In the entries below, count every line with the string "async". State the count and nothing else.

== Segment start ==

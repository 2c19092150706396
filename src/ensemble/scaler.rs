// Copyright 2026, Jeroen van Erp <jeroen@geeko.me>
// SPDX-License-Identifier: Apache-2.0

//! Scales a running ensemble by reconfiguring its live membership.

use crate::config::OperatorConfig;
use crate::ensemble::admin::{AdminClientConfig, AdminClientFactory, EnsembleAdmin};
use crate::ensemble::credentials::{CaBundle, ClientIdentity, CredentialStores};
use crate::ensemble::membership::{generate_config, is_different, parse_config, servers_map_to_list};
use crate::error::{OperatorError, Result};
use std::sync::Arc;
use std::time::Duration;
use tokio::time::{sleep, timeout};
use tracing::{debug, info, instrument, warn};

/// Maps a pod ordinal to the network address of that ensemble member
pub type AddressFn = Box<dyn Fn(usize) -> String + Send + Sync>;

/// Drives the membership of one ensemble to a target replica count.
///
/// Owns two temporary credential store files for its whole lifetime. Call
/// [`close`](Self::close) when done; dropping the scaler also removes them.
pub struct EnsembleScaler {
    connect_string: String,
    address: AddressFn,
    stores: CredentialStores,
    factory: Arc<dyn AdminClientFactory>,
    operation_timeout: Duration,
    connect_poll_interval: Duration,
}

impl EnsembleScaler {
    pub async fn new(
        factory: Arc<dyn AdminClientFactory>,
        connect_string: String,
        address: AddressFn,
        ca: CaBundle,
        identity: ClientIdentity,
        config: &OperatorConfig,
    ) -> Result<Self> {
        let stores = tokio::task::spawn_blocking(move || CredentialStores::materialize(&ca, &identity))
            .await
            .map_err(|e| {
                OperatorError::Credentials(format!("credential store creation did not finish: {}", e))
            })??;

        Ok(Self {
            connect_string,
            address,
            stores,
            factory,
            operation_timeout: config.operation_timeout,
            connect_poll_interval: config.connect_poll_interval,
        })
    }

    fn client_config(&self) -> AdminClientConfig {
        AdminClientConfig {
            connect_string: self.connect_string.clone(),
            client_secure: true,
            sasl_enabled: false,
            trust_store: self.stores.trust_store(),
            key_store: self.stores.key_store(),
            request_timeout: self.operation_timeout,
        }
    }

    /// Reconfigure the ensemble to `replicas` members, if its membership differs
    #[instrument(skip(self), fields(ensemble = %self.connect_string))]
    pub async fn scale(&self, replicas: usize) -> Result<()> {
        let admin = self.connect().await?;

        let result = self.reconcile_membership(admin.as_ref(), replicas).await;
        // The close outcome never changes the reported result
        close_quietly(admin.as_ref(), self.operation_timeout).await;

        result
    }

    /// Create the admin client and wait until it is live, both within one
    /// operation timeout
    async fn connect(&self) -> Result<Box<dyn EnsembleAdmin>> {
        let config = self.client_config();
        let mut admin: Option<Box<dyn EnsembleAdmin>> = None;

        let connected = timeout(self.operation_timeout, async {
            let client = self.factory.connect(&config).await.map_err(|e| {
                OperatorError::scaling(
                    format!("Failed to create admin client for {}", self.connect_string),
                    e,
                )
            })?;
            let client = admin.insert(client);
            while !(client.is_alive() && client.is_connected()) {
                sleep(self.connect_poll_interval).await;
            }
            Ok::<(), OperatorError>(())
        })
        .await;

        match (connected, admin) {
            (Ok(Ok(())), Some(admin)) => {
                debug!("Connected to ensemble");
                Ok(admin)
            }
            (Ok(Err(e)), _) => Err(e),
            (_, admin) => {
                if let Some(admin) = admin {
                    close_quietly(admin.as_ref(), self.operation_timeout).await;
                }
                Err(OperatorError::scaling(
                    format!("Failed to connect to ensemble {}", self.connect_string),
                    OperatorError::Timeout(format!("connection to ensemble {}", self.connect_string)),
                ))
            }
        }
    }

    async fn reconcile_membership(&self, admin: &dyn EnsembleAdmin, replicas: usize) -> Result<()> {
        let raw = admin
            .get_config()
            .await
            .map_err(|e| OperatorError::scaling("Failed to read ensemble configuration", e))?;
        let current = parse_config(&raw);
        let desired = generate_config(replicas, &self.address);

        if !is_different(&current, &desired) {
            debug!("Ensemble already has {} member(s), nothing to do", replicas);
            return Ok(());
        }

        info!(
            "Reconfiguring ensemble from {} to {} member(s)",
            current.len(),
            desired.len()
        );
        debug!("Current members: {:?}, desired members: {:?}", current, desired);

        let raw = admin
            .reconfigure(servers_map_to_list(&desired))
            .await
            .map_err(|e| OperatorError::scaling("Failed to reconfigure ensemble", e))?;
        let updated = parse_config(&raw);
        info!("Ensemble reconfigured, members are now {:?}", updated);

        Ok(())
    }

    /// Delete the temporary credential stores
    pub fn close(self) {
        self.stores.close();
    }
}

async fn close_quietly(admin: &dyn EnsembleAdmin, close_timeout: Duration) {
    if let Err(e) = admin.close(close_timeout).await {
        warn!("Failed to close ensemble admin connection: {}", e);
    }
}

== Segment end ==

=== WRITTEN SOLUTION ===
6